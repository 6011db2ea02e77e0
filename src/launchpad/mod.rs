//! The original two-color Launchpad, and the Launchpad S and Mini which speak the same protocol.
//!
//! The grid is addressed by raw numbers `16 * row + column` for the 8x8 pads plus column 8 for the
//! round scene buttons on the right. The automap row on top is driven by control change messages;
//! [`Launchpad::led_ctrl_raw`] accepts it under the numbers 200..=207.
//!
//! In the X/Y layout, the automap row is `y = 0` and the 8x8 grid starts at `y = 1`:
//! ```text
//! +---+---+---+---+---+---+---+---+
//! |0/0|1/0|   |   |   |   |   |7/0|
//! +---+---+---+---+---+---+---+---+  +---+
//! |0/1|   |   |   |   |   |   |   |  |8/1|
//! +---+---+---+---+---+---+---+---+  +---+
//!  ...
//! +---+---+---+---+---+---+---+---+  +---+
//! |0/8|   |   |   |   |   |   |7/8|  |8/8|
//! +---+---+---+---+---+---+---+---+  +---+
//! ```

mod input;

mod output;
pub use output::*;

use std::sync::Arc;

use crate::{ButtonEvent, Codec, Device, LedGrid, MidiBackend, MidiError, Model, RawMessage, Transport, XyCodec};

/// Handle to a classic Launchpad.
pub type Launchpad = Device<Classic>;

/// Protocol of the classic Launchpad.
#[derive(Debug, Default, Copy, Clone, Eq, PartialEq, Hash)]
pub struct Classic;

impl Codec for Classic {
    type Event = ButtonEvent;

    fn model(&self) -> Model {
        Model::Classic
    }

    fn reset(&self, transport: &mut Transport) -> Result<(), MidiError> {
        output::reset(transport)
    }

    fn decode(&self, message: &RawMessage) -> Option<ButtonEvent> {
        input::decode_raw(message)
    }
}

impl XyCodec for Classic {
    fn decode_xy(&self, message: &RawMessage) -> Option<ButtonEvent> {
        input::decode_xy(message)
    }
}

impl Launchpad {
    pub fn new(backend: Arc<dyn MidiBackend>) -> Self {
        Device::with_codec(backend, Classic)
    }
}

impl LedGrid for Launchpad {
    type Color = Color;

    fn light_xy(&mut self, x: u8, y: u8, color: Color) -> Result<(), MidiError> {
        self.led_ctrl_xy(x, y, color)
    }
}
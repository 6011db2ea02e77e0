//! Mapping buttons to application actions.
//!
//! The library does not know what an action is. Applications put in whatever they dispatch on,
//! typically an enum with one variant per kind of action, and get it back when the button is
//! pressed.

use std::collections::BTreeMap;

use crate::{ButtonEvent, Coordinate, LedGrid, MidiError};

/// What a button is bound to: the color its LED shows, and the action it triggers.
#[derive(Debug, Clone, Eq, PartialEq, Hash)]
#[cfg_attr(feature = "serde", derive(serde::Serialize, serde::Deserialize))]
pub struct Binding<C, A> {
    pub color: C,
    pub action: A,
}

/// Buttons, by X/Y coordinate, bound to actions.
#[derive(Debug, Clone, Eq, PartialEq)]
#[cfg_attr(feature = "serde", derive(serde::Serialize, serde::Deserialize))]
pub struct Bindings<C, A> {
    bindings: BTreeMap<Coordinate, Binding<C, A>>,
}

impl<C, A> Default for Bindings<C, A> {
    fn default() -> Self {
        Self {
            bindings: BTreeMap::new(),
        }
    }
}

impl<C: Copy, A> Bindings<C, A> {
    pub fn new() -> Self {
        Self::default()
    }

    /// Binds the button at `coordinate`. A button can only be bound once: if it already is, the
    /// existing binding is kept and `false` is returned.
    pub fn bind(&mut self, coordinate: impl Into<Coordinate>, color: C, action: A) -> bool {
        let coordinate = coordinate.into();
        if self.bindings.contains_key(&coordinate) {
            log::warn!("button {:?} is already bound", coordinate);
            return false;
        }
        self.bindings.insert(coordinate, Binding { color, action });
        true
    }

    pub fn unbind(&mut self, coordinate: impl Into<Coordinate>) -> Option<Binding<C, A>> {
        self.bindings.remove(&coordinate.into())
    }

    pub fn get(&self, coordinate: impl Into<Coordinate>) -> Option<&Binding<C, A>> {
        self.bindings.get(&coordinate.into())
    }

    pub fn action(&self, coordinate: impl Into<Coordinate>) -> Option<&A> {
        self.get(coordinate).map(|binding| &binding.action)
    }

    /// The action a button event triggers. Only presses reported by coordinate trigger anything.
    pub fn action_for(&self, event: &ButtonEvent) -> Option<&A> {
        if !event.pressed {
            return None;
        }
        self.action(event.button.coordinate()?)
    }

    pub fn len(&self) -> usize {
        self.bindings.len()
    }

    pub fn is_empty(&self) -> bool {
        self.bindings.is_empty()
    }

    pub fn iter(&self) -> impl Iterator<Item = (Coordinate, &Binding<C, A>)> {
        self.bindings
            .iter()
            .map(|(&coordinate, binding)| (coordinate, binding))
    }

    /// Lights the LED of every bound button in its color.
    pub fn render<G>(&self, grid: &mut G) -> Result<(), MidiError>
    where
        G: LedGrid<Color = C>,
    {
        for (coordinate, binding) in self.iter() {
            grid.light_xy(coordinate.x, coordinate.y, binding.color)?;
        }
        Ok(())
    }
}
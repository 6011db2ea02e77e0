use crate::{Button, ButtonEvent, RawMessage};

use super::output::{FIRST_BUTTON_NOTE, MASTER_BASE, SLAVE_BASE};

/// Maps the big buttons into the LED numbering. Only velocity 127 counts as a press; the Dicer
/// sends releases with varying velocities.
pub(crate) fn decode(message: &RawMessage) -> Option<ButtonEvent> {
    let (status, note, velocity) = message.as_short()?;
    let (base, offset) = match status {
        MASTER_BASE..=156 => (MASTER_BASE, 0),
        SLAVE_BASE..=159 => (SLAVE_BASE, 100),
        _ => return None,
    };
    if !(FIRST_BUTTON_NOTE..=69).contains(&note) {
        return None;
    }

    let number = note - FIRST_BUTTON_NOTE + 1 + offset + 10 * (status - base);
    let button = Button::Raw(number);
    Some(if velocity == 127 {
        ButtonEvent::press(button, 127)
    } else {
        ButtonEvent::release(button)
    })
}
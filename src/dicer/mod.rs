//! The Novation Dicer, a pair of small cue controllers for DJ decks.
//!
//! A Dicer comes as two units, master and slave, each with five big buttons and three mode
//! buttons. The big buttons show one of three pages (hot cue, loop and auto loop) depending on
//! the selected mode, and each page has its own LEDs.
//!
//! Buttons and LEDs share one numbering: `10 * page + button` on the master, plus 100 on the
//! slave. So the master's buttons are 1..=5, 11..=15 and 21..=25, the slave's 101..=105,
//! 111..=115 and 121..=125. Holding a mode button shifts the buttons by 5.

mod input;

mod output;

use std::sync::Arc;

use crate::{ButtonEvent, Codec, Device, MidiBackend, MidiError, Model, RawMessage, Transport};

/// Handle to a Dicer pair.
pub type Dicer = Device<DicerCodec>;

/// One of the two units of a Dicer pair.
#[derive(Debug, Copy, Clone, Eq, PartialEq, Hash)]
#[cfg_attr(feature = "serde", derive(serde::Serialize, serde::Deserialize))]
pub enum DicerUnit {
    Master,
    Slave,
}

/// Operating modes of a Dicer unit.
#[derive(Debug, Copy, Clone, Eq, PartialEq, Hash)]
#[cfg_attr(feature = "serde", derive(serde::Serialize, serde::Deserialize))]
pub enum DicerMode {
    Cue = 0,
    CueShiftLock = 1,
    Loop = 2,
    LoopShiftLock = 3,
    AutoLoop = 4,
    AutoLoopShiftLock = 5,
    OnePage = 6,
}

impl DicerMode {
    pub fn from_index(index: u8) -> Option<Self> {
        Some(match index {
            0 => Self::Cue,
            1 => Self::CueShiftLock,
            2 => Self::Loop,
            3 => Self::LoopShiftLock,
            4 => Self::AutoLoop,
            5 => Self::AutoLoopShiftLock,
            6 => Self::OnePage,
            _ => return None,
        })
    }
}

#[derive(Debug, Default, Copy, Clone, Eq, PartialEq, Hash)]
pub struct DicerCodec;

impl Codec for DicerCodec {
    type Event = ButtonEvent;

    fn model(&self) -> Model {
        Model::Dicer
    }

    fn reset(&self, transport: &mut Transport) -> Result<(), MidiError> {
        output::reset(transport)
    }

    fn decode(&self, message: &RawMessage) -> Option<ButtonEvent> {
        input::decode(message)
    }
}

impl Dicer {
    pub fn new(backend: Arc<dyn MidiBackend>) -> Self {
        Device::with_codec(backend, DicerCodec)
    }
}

• Description of the task:
If a line in the listing has "Device" in it, report that line.

• Response to the exercise:
use crate::{ButtonEvent, Codec, Device, LedGrid, MidiBackend, MidiError, Model, RawMessage, Transport, XyCodec};
pub type Launchpad = Device<Classic>;
        Device::with_codec(backend, Classic)
use crate::{ButtonEvent, Codec, Device, MidiBackend, MidiError, Model, RawMessage, Transport};
pub type Dicer = Device<DicerCodec>;
        Device::with_codec(backend, DicerCodec)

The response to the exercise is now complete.